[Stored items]
• • • •

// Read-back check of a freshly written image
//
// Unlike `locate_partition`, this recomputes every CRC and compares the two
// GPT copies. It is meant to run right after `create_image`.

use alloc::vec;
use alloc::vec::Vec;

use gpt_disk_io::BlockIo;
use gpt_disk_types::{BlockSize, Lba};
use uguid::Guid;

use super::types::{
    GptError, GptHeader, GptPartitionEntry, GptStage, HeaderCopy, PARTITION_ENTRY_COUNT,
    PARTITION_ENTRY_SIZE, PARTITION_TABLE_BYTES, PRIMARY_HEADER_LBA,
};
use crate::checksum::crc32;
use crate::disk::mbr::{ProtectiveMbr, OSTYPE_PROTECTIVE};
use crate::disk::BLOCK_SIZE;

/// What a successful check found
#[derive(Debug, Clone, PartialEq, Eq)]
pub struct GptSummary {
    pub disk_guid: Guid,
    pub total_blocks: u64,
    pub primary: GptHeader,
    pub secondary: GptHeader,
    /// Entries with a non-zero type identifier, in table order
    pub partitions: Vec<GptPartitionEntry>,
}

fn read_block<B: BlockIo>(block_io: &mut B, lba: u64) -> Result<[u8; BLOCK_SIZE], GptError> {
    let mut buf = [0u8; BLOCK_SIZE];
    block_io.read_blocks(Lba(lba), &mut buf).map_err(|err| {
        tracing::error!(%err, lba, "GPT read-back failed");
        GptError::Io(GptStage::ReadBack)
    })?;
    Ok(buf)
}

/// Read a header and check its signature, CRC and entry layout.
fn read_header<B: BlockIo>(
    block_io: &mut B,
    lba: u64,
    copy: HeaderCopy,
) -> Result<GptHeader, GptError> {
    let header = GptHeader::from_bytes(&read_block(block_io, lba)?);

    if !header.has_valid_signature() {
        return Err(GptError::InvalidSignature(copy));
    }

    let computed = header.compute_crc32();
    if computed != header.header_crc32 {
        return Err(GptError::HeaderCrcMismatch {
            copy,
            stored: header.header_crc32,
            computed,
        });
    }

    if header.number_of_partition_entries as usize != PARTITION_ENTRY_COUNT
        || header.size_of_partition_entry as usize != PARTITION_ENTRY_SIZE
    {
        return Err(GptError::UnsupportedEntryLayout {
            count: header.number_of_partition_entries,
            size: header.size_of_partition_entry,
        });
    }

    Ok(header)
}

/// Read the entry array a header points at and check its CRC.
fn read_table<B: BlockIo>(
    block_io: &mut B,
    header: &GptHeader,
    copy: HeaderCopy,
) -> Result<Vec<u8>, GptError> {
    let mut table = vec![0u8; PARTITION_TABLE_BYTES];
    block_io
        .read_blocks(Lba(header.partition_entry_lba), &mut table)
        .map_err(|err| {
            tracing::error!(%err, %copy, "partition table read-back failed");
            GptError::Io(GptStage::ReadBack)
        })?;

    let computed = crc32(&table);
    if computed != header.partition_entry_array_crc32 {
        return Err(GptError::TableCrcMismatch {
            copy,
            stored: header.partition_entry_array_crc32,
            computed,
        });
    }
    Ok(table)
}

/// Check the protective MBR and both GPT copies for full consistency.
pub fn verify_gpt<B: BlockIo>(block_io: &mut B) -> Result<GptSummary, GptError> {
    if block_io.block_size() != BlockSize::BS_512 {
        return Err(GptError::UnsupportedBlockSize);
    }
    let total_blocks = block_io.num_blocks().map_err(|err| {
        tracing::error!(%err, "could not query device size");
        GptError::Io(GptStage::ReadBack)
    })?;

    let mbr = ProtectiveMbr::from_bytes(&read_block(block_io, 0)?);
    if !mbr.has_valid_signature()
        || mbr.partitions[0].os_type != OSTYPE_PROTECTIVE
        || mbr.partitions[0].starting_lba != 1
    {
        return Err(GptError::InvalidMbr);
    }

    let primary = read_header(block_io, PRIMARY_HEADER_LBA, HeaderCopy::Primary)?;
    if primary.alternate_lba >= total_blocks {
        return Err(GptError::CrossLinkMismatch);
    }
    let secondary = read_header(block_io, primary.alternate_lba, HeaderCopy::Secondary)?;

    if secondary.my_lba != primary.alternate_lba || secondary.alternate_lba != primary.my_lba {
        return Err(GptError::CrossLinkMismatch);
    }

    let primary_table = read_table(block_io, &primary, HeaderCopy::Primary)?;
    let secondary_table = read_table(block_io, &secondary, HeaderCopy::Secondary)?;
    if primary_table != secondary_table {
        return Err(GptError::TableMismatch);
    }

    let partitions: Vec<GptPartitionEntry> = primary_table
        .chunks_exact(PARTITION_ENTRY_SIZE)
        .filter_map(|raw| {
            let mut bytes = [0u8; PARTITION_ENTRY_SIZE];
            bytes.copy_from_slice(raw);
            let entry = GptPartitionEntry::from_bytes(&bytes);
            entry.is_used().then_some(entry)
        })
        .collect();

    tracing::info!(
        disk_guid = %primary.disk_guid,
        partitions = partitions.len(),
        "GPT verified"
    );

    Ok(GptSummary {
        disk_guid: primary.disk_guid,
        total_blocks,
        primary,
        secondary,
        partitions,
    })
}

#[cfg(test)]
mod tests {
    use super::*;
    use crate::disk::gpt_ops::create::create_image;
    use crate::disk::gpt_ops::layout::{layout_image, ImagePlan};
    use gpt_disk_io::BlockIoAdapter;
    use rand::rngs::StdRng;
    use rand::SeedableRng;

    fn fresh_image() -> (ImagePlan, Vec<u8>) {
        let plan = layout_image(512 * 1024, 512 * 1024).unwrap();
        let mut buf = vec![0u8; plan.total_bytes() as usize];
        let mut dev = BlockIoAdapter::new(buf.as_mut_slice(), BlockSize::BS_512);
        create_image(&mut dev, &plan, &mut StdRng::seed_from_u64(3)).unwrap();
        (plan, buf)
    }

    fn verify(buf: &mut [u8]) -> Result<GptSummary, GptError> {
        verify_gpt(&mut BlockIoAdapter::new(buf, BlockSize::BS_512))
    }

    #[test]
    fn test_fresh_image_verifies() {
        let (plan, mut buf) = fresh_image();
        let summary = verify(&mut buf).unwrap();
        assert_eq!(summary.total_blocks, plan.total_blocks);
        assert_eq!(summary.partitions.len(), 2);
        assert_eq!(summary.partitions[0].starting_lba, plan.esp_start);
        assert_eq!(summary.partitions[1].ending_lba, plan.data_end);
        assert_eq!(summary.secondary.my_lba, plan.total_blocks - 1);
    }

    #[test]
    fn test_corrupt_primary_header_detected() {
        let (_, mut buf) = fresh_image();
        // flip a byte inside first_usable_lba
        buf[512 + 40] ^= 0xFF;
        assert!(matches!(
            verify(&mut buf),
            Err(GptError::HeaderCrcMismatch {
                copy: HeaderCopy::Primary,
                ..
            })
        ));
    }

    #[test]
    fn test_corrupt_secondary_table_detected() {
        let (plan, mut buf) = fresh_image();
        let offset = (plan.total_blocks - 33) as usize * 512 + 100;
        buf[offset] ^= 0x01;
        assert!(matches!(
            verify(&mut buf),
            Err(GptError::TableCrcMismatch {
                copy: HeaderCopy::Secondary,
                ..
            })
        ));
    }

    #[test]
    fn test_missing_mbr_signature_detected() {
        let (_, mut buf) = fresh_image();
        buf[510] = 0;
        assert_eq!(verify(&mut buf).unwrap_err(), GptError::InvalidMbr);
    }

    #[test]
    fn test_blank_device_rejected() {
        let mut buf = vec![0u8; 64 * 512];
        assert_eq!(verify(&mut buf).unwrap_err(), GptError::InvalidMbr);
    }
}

• • • •

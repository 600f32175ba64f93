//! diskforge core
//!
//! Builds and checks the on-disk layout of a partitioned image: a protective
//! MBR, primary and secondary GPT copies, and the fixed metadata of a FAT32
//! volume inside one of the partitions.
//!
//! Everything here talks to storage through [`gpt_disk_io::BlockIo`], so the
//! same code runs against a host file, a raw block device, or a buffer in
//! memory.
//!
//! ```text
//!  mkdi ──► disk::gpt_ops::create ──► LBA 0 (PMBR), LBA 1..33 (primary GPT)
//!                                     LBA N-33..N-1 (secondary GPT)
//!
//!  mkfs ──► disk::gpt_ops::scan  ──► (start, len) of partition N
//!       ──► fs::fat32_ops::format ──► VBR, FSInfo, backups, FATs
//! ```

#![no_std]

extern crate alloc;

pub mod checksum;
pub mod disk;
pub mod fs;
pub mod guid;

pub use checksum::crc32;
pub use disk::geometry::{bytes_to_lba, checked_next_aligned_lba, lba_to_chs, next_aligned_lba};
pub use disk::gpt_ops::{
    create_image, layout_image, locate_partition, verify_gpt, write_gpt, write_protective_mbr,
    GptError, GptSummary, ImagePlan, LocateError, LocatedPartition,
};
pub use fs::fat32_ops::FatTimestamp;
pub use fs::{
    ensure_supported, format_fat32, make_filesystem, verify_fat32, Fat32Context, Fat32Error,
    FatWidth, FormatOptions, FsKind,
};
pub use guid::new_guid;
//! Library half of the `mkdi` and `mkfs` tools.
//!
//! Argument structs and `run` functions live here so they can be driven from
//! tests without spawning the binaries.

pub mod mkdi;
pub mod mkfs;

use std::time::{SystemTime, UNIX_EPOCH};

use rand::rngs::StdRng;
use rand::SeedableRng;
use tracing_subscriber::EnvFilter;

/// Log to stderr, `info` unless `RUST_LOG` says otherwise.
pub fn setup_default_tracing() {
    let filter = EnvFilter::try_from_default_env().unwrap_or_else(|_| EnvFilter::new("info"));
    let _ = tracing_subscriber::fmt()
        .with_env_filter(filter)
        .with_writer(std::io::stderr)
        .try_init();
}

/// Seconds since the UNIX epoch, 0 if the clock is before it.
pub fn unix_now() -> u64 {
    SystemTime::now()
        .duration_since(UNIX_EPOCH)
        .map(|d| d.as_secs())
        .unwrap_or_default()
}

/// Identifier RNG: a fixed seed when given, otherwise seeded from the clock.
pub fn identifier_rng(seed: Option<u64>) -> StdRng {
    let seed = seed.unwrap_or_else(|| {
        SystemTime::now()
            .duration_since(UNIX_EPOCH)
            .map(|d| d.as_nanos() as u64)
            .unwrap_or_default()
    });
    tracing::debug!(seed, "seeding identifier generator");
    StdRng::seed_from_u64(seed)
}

• • • •

WORK REQUIRED: Return exactly the lines above from the line that has "let summary = verify(&mut" through the line that has "assert_eq!(summary.partitions[0].starting_lba, plan.esp_start);", inclusive, and nothing else.

WRITTEN SOLUTION:
        let summary = verify(&mut buf).unwrap();
        assert_eq!(summary.total_blocks, plan.total_blocks);
        assert_eq!(summary.partitions.len(), 2);
        assert_eq!(summary.partitions[0].starting_lba, plan.esp_start);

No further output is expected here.